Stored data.

//! Destination-rectangle binding over a raster surface.

use image::{Rgba, RgbaImage};

use teaser_common::error::{TeaserError, TeaserResult};
use teaser_grid_model::geometry::Rect;

use crate::surface::RasterSurface;

/// Binds a surface to one destination rectangle at a time.
///
/// Regions never see the surface directly; they paint "into whatever is
/// bound", which is what lets the compositor rebind a fresh context per cell.
pub struct DrawContext<'a, S: RasterSurface + ?Sized> {
    surface: &'a mut S,
    bound: Rect,
    background: Rgba<u8>,
}

impl<'a, S: RasterSurface + ?Sized> DrawContext<'a, S> {
    /// A context with an empty rectangle bound at the origin.
    pub fn new(surface: &'a mut S, background: Rgba<u8>) -> Self {
        Self {
            surface,
            bound: Rect::default(),
            background,
        }
    }

    /// Set the destination for subsequent draw calls.
    pub fn bind(&mut self, rect: Rect) -> TeaserResult<()> {
        if !rect.is_valid() {
            return Err(TeaserError::invalid_geometry(format!(
                "cannot bind {}x{} rectangle",
                rect.width, rect.height
            )));
        }
        self.bound = rect;
        Ok(())
    }

    pub fn bound(&self) -> Rect {
        self.bound
    }

    /// Paint `image` stretched to fill the bound rectangle.
    pub fn draw_image(&mut self, image: &RgbaImage) {
        self.surface.draw_image(image, self.bound);
    }

    /// Paint `image` stretched to `width` x `height`, anchored at the bound
    /// rectangle's top-left corner.
    pub fn draw_image_sized(&mut self, image: &RgbaImage, width: f64, height: f64) {
        let dest = Rect::new(self.bound.left, self.bound.top, width, height);
        self.surface.draw_image(image, dest);
    }

    /// Fill the bound rectangle with the background colour.
    pub fn clear(&mut self) {
        self.surface.fill_rect(self.bound, self.background);
    }
}
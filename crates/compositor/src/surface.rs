//! Raster surfaces the grid paints onto.

use image::buffer::ConvertBuffer;
use image::codecs::jpeg::JpegEncoder;
use image::codecs::png::PngEncoder;
use image::codecs::webp::WebPEncoder;
use image::imageops::{self, FilterType};
use image::{ExtendedColorType, ImageEncoder, Rgba, RgbaImage, RgbImage};

use teaser_common::error::{TeaserError, TeaserResult};
use teaser_grid_model::format::{OutputFormat, OutputQuality};
use teaser_grid_model::geometry::Rect;

/// The host drawing capability: scaled image blits, solid fills, and
/// encoding the current contents.
pub trait RasterSurface {
    /// Width in pixels.
    fn width(&self) -> u32;

    /// Height in pixels.
    fn height(&self) -> u32;

    /// Paint `image` stretched to exactly fill `dest`.
    fn draw_image(&mut self, image: &RgbaImage, dest: Rect);

    /// Fill `dest` with a solid colour, replacing what was there.
    fn fill_rect(&mut self, dest: Rect, color: Rgba<u8>);

    /// Encode the current contents.
    fn encode(&self, format: OutputFormat, quality: OutputQuality) -> TeaserResult<Vec<u8>>;
}

/// An in-memory RGBA surface.
#[derive(Debug, Clone)]
pub struct ImageSurface {
    pixels: RgbaImage,
}

impl ImageSurface {
    pub fn new(width: u32, height: u32, background: Rgba<u8>) -> Self {
        Self {
            pixels: RgbaImage::from_pixel(width, height, background),
        }
    }

    pub fn from_image(pixels: RgbaImage) -> Self {
        Self { pixels }
    }

    pub fn pixels(&self) -> &RgbaImage {
        &self.pixels
    }

    pub fn into_image(self) -> RgbaImage {
        self.pixels
    }
}

impl RasterSurface for ImageSurface {
    fn width(&self) -> u32 {
        self.pixels.width()
    }

    fn height(&self) -> u32 {
        self.pixels.height()
    }

    fn draw_image(&mut self, image: &RgbaImage, dest: Rect) {
        let (x0, y0, x1, y1) = dest.pixel_bounds(self.width(), self.height());
        if x1 == x0 || y1 == y0 || image.width() == 0 || image.height() == 0 {
            return;
        }

        let (w, h) = (x1 - x0, y1 - y0);
        if image.dimensions() == (w, h) {
            imageops::overlay(&mut self.pixels, image, x0 as i64, y0 as i64);
        } else {
            let scaled = imageops::resize(image, w, h, FilterType::Triangle);
            imageops::overlay(&mut self.pixels, &scaled, x0 as i64, y0 as i64);
        }
    }

    fn fill_rect(&mut self, dest: Rect, color: Rgba<u8>) {
        let (x0, y0, x1, y1) = dest.pixel_bounds(self.width(), self.height());
        for y in y0..y1 {
            for x in x0..x1 {
                self.pixels.put_pixel(x, y, color);
            }
        }
    }

    fn encode(&self, format: OutputFormat, quality: OutputQuality) -> TeaserResult<Vec<u8>> {
        let (width, height) = self.pixels.dimensions();
        let mut out = Vec::new();

        let result = match format {
            OutputFormat::Jpeg => {
                // JPEG has no alpha channel.
                let rgb: RgbImage = self.pixels.convert();
                JpegEncoder::new_with_quality(&mut out, quality.percent()).write_image(
                    rgb.as_raw(),
                    width,
                    height,
                    ExtendedColorType::Rgb8,
                )
            }
            OutputFormat::Png => PngEncoder::new(&mut out).write_image(
                self.pixels.as_raw(),
                width,
                height,
                ExtendedColorType::Rgba8,
            ),
            OutputFormat::Webp => WebPEncoder::new_lossless(&mut out).write_image(
                self.pixels.as_raw(),
                width,
                height,
                ExtendedColorType::Rgba8,
            ),
        };

        result.map_err(|e| TeaserError::encode(format!("{format} {width}x{height}: {e}")))?;
        Ok(out)
    }
}
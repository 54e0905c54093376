//! Composite sources into an image file.

use std::path::PathBuf;

use anyhow::Context;
use teaser_common::config::AppConfig;
use teaser_grid_model::format::OutputFormat;

use super::{build_compositor, settle_sources, GridArgs};

pub async fn run(
    config: &AppConfig,
    grid: GridArgs,
    output: Option<PathBuf>,
    sources: Vec<String>,
) -> anyhow::Result<()> {
    let mut compositor = build_compositor(config, &grid, &sources)?;
    let output = output.unwrap_or_else(|| default_output(compositor.output_format()));
    println!(
        "Compositing {} source(s) onto a {} grid",
        sources.len(),
        compositor.grid()
    );

    settle_sources(&mut compositor).await;
    let encoded = compositor.export()?;
    tokio::fs::write(&output, &encoded.bytes)
        .await
        .with_context(|| format!("cannot write {}", output.display()))?;

    tracing::info!(
        output = %output.display(),
        format = encoded.mime_type(),
        bytes = encoded.len(),
        "Teaser written"
    );
    println!("  Output: {} ({}, {} bytes)", output.display(), encoded.mime_type(), encoded.len());
    Ok(())
}

/// `teaser.<ext>` in the working directory.
fn default_output(format: OutputFormat) -> PathBuf {
    PathBuf::from(format!("teaser.{}", format.extension()))
}
//! HTTP client for uploads and remote sources.
//!
//! Thin layer over `reqwest` (rustls) that applies the configured
//! credentials, a whole-request timeout and a cap on response bodies.

use std::time::Duration;

use reqwest::header::{HeaderValue, AUTHORIZATION, CONTENT_TYPE, COOKIE};
use reqwest::{Client, Method, Response};
use url::Url;

use teaser_common::config::UploadConfig;
use teaser_common::error::{TeaserError, TeaserResult};

use crate::export::{UploadRequest, UploadResponse, UploadTransport};

/// A fully read HTTP response.
#[derive(Debug, Clone, PartialEq, Eq)]
pub struct HttpResponse {
    pub status: u16,
    pub status_text: String,
    pub body: Vec<u8>,
}

#[derive(Debug, Clone)]
pub struct HttpTransport {
    client: Client,
    authorization: Option<HeaderValue>,
    cookie: Option<HeaderValue>,
    max_body_bytes: u64,
}

impl HttpTransport {
    /// Transport with default limits and no credentials.
    pub fn new() -> TeaserResult<Self> {
        Self::from_config(&UploadConfig::default())
    }

    /// Transport using the credentials and limits in `config`. Credentials
    /// that cannot be sent as header values are rejected here.
    pub fn from_config(config: &UploadConfig) -> TeaserResult<Self> {
        let timeout = Duration::from_secs(config.timeout_secs.max(1));
        let client = Client::builder()
            .timeout(timeout)
            .connect_timeout(timeout)
            .build()
            .map_err(|e| TeaserError::transport(format!("cannot build HTTP client: {e}")))?;

        Ok(Self {
            client,
            authorization: credential("authorization", config.authorization.as_deref())?,
            cookie: credential("cookie", config.cookie.as_deref())?,
            max_body_bytes: config.max_body_bytes,
        })
    }

    /// GET `url`, failing on any non-2xx status.
    pub async fn get(&self, url: &str) -> TeaserResult<Vec<u8>> {
        let response = self.send(Method::GET, url, None, Vec::new(), false).await?;
        if !(200..300).contains(&response.status) {
            return Err(TeaserError::load(format!(
                "{url}: {}: {}",
                response.status, response.status_text
            )));
        }
        Ok(response.body)
    }

    /// Issue a single request and read the full response.
    pub async fn send(
        &self,
        method: Method,
        url: &str,
        content_type: Option<&str>,
        body: Vec<u8>,
        include_credentials: bool,
    ) -> TeaserResult<HttpResponse> {
        let parsed =
            Url::parse(url).map_err(|e| TeaserError::transport(format!("invalid URL {url}: {e}")))?;
        if !matches!(parsed.scheme(), "http" | "https") {
            return Err(TeaserError::transport(format!(
                "{url}: scheme {:?} is not supported",
                parsed.scheme()
            )));
        }

        tracing::debug!(%method, url, bytes = body.len(), "Sending HTTP request");
        let mut request = self.client.request(method.clone(), parsed);
        if let Some(content_type) = content_type {
            request = request.header(CONTENT_TYPE, content_type);
        }
        if include_credentials {
            if let Some(value) = &self.authorization {
                request = request.header(AUTHORIZATION, value.clone());
            }
            if let Some(value) = &self.cookie {
                request = request.header(COOKIE, value.clone());
            }
        }

        let response = request
            .body(body)
            .send()
            .await
            .map_err(|e| request_error(url, e))?;
        let status = response.status().as_u16();
        let status_text = reason_phrase(&response);
        let body = self.read_body(url, response).await?;

        tracing::debug!(
            %method,
            url,
            status,
            bytes = body.len(),
            "HTTP response received"
        );
        Ok(HttpResponse {
            status,
            status_text,
            body,
        })
    }

    async fn read_body(&self, url: &str, mut response: Response) -> TeaserResult<Vec<u8>> {
        let limit = self.max_body_bytes;
        if let Some(len) = response.content_length() {
            if len > limit {
                return Err(TeaserError::transport(format!(
                    "{url}: body of {len} bytes exceeds the {limit} byte limit"
                )));
            }
        }

        let mut body = Vec::new();
        while let Some(chunk) = response.chunk().await.map_err(|e| request_error(url, e))? {
            let total = (body.len() as u64).checked_add(chunk.len() as u64);
            if total.map_or(true, |total| total > limit) {
                return Err(TeaserError::transport(format!(
                    "{url}: body exceeds the {limit} byte limit"
                )));
            }
            body.extend_from_slice(&chunk);
        }
        Ok(body)
    }
}

#[async_trait::async_trait]
impl UploadTransport for HttpTransport {
    async fn put(&self, request: UploadRequest) -> TeaserResult<UploadResponse> {
        let response = self
            .send(
                Method::PUT,
                &request.url,
                Some(request.content_type),
                request.body,
                request.include_credentials,
            )
            .await?;
        Ok(UploadResponse {
            status: response.status,
            status_text: response.status_text,
        })
    }

    fn name(&self) -> &str {
        "http"
    }
}

fn credential(name: &str, value: Option<&str>) -> TeaserResult<Option<HeaderValue>> {
    value
        .map(|value| {
            let mut header = HeaderValue::from_str(value).map_err(|_| {
                TeaserError::transport(format!("{name} credential contains invalid characters"))
            })?;
            header.set_sensitive(true);
            Ok(header)
        })
        .transpose()
}

/// The server's reason phrase, or the canonical one for the status.
fn reason_phrase(response: &Response) -> String {
    response
        .extensions()
        .get::<hyper::ext::ReasonPhrase>()
        .and_then(|reason| std::str::from_utf8(reason.as_bytes()).ok())
        .or_else(|| response.status().canonical_reason())
        .unwrap_or_default()
        .to_string()
}

fn request_error(url: &str, err: reqwest::Error) -> TeaserError {
    if err.is_timeout() {
        return TeaserError::transport(format!("{url}: timed out"));
    }
    let mut message = format!("{url}: {err}");
    let mut source = std::error::Error::source(&err);
    while let Some(cause) = source {
        message.push_str(": ");
        message.push_str(&cause.to_string());
        source = cause.source();
    }
    TeaserError::transport(message)
}
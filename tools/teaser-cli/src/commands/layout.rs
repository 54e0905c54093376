//! Print the cell layout for a grid.

use teaser_common::config::AppConfig;

use super::{build_compositor, GridArgs};

pub fn run(config: &AppConfig, grid: GridArgs) -> anyhow::Result<()> {
    let compositor = build_compositor(config, &grid, &[])?;
    let (width, height) = grid.surface_size(config);

    println!(
        "Grid {}x{} on {width}x{height} surface",
        compositor.columns(),
        compositor.rows()
    );
    for index in 0..compositor.regions().len() {
        let rect = compositor.bounding_box(index)?;
        println!(
            "  cell {index:>3}: left={:.2} top={:.2} width={:.2} height={:.2}",
            rect.left, rect.top, rect.width, rect.height
        );
    }
    Ok(())
}
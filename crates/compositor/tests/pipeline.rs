//! End-to-end composition over a real pixel surface.

use std::collections::HashMap;
use std::io::Cursor;
use std::sync::{Arc, Mutex};
use std::time::Duration;

use image::{ImageFormat, Rgba, RgbaImage};
use tokio::io::{AsyncBufReadExt, AsyncReadExt, AsyncWriteExt, BufReader};
use tokio::net::TcpListener;

use teaser_common::config::UploadConfig;
use teaser_common::error::{TeaserError, TeaserResult};
use teaser_compositor::{
    decode_image, GridCompositor, HostFetcher, HttpTransport, ImageSurface, LoadState,
    RasterSurface, SourceFetcher,
};

const RED: Rgba<u8> = Rgba([220, 20, 20, 255]);
const GREEN: Rgba<u8> = Rgba([20, 220, 20, 255]);
const BLUE: Rgba<u8> = Rgba([20, 20, 220, 255]);
const BLACK: Rgba<u8> = Rgba([0, 0, 0, 255]);

fn png(width: u32, height: u32, color: Rgba<u8>) -> Vec<u8> {
    let mut out = Cursor::new(Vec::new());
    RgbaImage::from_pixel(width, height, color)
        .write_to(&mut out, ImageFormat::Png)
        .unwrap();
    out.into_inner()
}

#[derive(Default)]
struct StaticFetcher {
    blobs: Mutex<HashMap<String, Vec<u8>>>,
}

impl StaticFetcher {
    fn serve(self: &Arc<Self>, name: &str, bytes: Vec<u8>) {
        self.blobs.lock().unwrap().insert(name.to_string(), bytes);
    }
}

#[async_trait::async_trait]
impl SourceFetcher for StaticFetcher {
    async fn fetch(&self, source: &str) -> TeaserResult<Vec<u8>> {
        self.blobs
            .lock()
            .unwrap()
            .get(source)
            .cloned()
            .ok_or_else(|| TeaserError::load(format!("{source}: not found")))
    }

    fn name(&self) -> &str {
        "static"
    }
}

fn pixel_at(surface: &ImageSurface, x: u32, y: u32) -> Rgba<u8> {
    *surface.pixels().get_pixel(x, y)
}

#[tokio::test]
async fn test_sources_land_in_their_cells() {
    let fetcher = Arc::new(StaticFetcher::default());
    fetcher.serve("red", png(20, 20, RED));
    fetcher.serve("green", png(20, 20, GREEN));
    fetcher.serve("blue", png(20, 20, BLUE));

    let mut c = GridCompositor::new(ImageSurface::new(40, 40, BLACK), fetcher);
    c.set_source(0, "red").unwrap();
    c.set_source(1, "green").unwrap();
    c.set_source(3, "blue").unwrap();
    c.settle().await;

    let surface = c.surface();
    assert_eq!(pixel_at(surface, 5, 5), RED);
    assert_eq!(pixel_at(surface, 30, 5), GREEN);
    assert_eq!(pixel_at(surface, 5, 30), BLACK, "cell 2 has no source");
    assert_eq!(pixel_at(surface, 30, 30), BLUE);
}

#[tokio::test]
async fn test_source_is_stretched_to_cell() {
    let fetcher = Arc::new(StaticFetcher::default());
    fetcher.serve("tiny", png(2, 3, GREEN));

    let mut c = GridCompositor::new(ImageSurface::new(90, 30, BLACK), fetcher);
    c.set_dimensions("3x1").unwrap();
    c.set_source(1, "tiny").unwrap();
    c.settle().await;

    let surface = c.surface();
    for (x, y) in [(31, 1), (45, 15), (58, 28)] {
        assert_eq!(pixel_at(surface, x, y), GREEN, "({x},{y})");
    }
    assert_eq!(pixel_at(surface, 29, 15), BLACK);
    assert_eq!(pixel_at(surface, 60, 15), BLACK);
}

#[tokio::test]
async fn test_reshape_moves_loaded_cells() {
    let fetcher = Arc::new(StaticFetcher::default());
    fetcher.serve("a", png(10, 10, RED));
    fetcher.serve("d", png(10, 10, BLUE));

    let mut c = GridCompositor::new(ImageSurface::new(40, 40, BLACK), fetcher);
    c.set_source(0, "a").unwrap();
    c.set_source(3, "d").unwrap();
    c.settle().await;

    // 2x2 -> 4x1: cell 3 becomes the rightmost quarter of a single row.
    c.set_dimensions([4u32, 1]).unwrap();
    assert_eq!(c.regions().len(), 4);
    let surface = c.surface();
    assert_eq!(pixel_at(surface, 5, 20), RED);
    assert_eq!(pixel_at(surface, 35, 20), BLUE);
    assert_eq!(pixel_at(surface, 15, 20), BLACK);
}

#[tokio::test]
async fn test_failed_source_leaves_placeholder() {
    let fetcher = Arc::new(StaticFetcher::default());
    fetcher.serve("junk", b"not an image".to_vec());

    let mut c = GridCompositor::new(ImageSurface::new(20, 20, BLACK), fetcher);
    c.set_dimensions("1,1").unwrap();
    c.set_source(0, "junk").unwrap();
    c.settle().await;

    assert!(matches!(c.region(0).unwrap().state(), LoadState::Failed(_)));
    assert_eq!(pixel_at(c.surface(), 10, 10), BLACK);
}

#[tokio::test]
async fn test_export_png_roundtrips_surface() {
    let fetcher = Arc::new(StaticFetcher::default());
    fetcher.serve("red", png(8, 8, RED));

    let mut c = GridCompositor::new(ImageSurface::new(16, 8, BLACK), fetcher);
    c.set_dimensions("2,1").unwrap();
    c.set_output_format("png").unwrap();
    c.set_source(0, "red").unwrap();
    c.settle().await;

    let encoded = c.export().unwrap();
    assert_eq!(encoded.mime_type(), "image/png");
    let decoded = decode_image(&encoded.bytes).unwrap();
    assert_eq!(&decoded, c.surface().pixels());
}

#[tokio::test]
async fn test_host_fetcher_reads_local_files() {
    let dir = std::env::temp_dir().join(format!("teaser-pipeline-{}", std::process::id()));
    std::fs::create_dir_all(&dir).unwrap();
    let path = dir.join("cell.png");
    std::fs::write(&path, png(4, 4, GREEN)).unwrap();

    let mut c = GridCompositor::new(
        ImageSurface::new(10, 10, BLACK),
        Arc::new(HostFetcher::new(HttpTransport::new().unwrap())),
    );
    c.set_dimensions("1,1").unwrap();
    c.set_source(0, path.to_string_lossy()).unwrap();
    c.settle().await;

    assert!(c.region(0).unwrap().is_loaded());
    assert_eq!(pixel_at(c.surface(), 5, 5), GREEN);
    std::fs::remove_dir_all(dir).ok();
}

/// Accept one PUT, reply with `status_line`, and hand back the body.
async fn upload_sink(status_line: &'static str) -> (String, tokio::task::JoinHandle<(String, Vec<u8>)>) {
    let listener = TcpListener::bind("127.0.0.1:0").await.unwrap();
    let addr = listener.local_addr().unwrap();
    let handle = tokio::spawn(async move {
        let (stream, _) = listener.accept().await.unwrap();
        let mut reader = BufReader::new(stream);
        let mut head = String::new();
        let mut content_length = 0usize;
        loop {
            let mut line = String::new();
            reader.read_line(&mut line).await.unwrap();
            if let Some(v) = line.to_ascii_lowercase().strip_prefix("content-length:") {
                content_length = v.trim().parse().unwrap();
            }
            let done = line == "\r\n";
            head.push_str(&line);
            if done {
                break;
            }
        }
        let mut body = vec![0; content_length];
        reader.read_exact(&mut body).await.unwrap();
        let response = format!("{status_line}\r\nContent-Length: 0\r\n\r\n");
        reader.get_mut().write_all(response.as_bytes()).await.unwrap();
        reader.get_mut().shutdown().await.ok();
        (head, body)
    });
    (format!("http://{addr}/teasers/7"), handle)
}

#[tokio::test]
async fn test_save_puts_encoded_surface() {
    let fetcher = Arc::new(StaticFetcher::default());
    fetcher.serve("blue", png(12, 12, BLUE));

    let mut c = GridCompositor::new(ImageSurface::new(24, 12, BLACK), fetcher);
    c.set_dimensions("2,1").unwrap();
    c.set_source(1, "blue").unwrap();

    let (url, server) = upload_sink("HTTP/1.1 204 No Content").await;
    let transport = HttpTransport::from_config(&UploadConfig {
        cookie: Some("session=abc".to_string()),
        ..Default::default()
    })
    .unwrap();
    // No explicit settle: save waits for the pending load itself.
    let status = c.save(&url, &transport).await.unwrap();
    assert_eq!(status, 204);

    let (head, body) = server.await.unwrap();
    assert!(head.starts_with("PUT /teasers/7 HTTP/1.1\r\n"));
    let head = head.to_ascii_lowercase();
    assert!(head.contains("content-type: image/jpeg\r\n"));
    assert!(head.contains("cookie: session=abc\r\n"));

    let uploaded = decode_image(&body).unwrap();
    assert_eq!(uploaded.dimensions(), (c.surface().width(), c.surface().height()));
    let right = uploaded.get_pixel(18, 6);
    assert!(right[2] > 150 && right[0] < 80, "blue cell survived encoding: {right:?}");
}

#[tokio::test]
async fn test_save_reports_server_error() {
    let fetcher = Arc::new(StaticFetcher::default());
    let mut c = GridCompositor::new(ImageSurface::new(8, 8, BLACK), fetcher);

    let (url, server) = upload_sink("HTTP/1.1 500 Server Error").await;
    let err = c.save(&url, &HttpTransport::new().unwrap()).await.unwrap_err();
    assert_eq!(err.to_string(), "500: Server Error");
    server.await.unwrap();
}

struct PanickingFetcher;

#[async_trait::async_trait]
impl SourceFetcher for PanickingFetcher {
    async fn fetch(&self, source: &str) -> TeaserResult<Vec<u8>> {
        panic!("cannot fetch {source}");
    }

    fn name(&self) -> &str {
        "panicking"
    }
}

#[tokio::test]
async fn test_save_completes_when_a_fetch_panics() {
    let mut c = GridCompositor::new(ImageSurface::new(8, 8, BLACK), Arc::new(PanickingFetcher));
    c.set_dimensions("1,1").unwrap();
    c.set_source(0, "boom.png").unwrap();

    let (url, server) = upload_sink("HTTP/1.1 204 No Content").await;
    let status = tokio::time::timeout(
        Duration::from_secs(10),
        c.save(&url, &HttpTransport::new().unwrap()),
    )
    .await
    .expect("save resolves")
    .unwrap();
    assert_eq!(status, 204);
    assert!(matches!(c.region(0).unwrap().state(), LoadState::Failed(_)));
    server.await.unwrap();
}

/// Serve `response` to every connection until the test ends.
async fn hostile_source(response: &'static [u8]) -> String {
    let listener = TcpListener::bind("127.0.0.1:0").await.unwrap();
    let addr = listener.local_addr().unwrap();
    tokio::spawn(async move {
        while let Ok((stream, _)) = listener.accept().await {
            tokio::spawn(async move {
                let mut reader = BufReader::new(stream);
                loop {
                    let mut line = String::new();
                    if reader.read_line(&mut line).await.unwrap_or(0) == 0 || line == "\r\n" {
                        break;
                    }
                }
                reader.get_mut().write_all(response).await.ok();
                reader.get_mut().shutdown().await.ok();
            });
        }
    });
    format!("http://{addr}/cell.png")
}

#[tokio::test]
async fn test_hostile_sources_settle_as_failed() {
    let responses: [&'static [u8]; 3] = [
        b"HTTP/1.1 200 OK\r\nTransfer-Encoding: chunked\r\n\r\n4\r\nabcd\r\nffffffffffffffff\r\n",
        b"HTTP/1.1 200 OK\r\nContent-Length: 99999999999999\r\n\r\nabc",
        b"HTTP/1.1 200 OK\r\nContent-Length: abc\r\n\r\nabc",
    ];

    let mut c = GridCompositor::new(
        ImageSurface::new(30, 10, BLACK),
        Arc::new(HostFetcher::new(HttpTransport::new().unwrap())),
    );
    c.set_dimensions("3,1").unwrap();
    for (index, response) in responses.into_iter().enumerate() {
        let url = hostile_source(response).await;
        c.set_source(index, url).unwrap();
    }

    tokio::time::timeout(Duration::from_secs(10), c.settle())
        .await
        .expect("every load reports back");
    assert_eq!(c.pending_loads(), 0);
    for region in c.regions() {
        assert!(matches!(region.state(), LoadState::Failed(_)), "{region:?}");
    }
}

#[tokio::test]
async fn test_stalled_source_times_out() {
    let listener = TcpListener::bind("127.0.0.1:0").await.unwrap();
    let addr = listener.local_addr().unwrap();
    tokio::spawn(async move {
        let (stream, _) = listener.accept().await.unwrap();
        tokio::time::sleep(Duration::from_secs(60)).await;
        drop(stream);
    });

    let http = HttpTransport::from_config(&UploadConfig {
        timeout_secs: 1,
        ..Default::default()
    })
    .unwrap();
    let mut c = GridCompositor::new(ImageSurface::new(10, 10, BLACK), Arc::new(HostFetcher::new(http)));
    c.set_dimensions("1,1").unwrap();
    c.set_source(0, format!("http://{addr}/slow.png")).unwrap();

    tokio::time::timeout(Duration::from_secs(10), c.settle())
        .await
        .expect("timeout surfaces as a failed load");
    match c.region(0).unwrap().state() {
        LoadState::Failed(reason) => assert!(reason.contains("timed out"), "{reason}"),
        other => panic!("unexpected state {other:?}"),
    }
}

Problem to work on.
State how many lines in the entries hold "println". Nothing should come before or after the number.

Exercise result.
4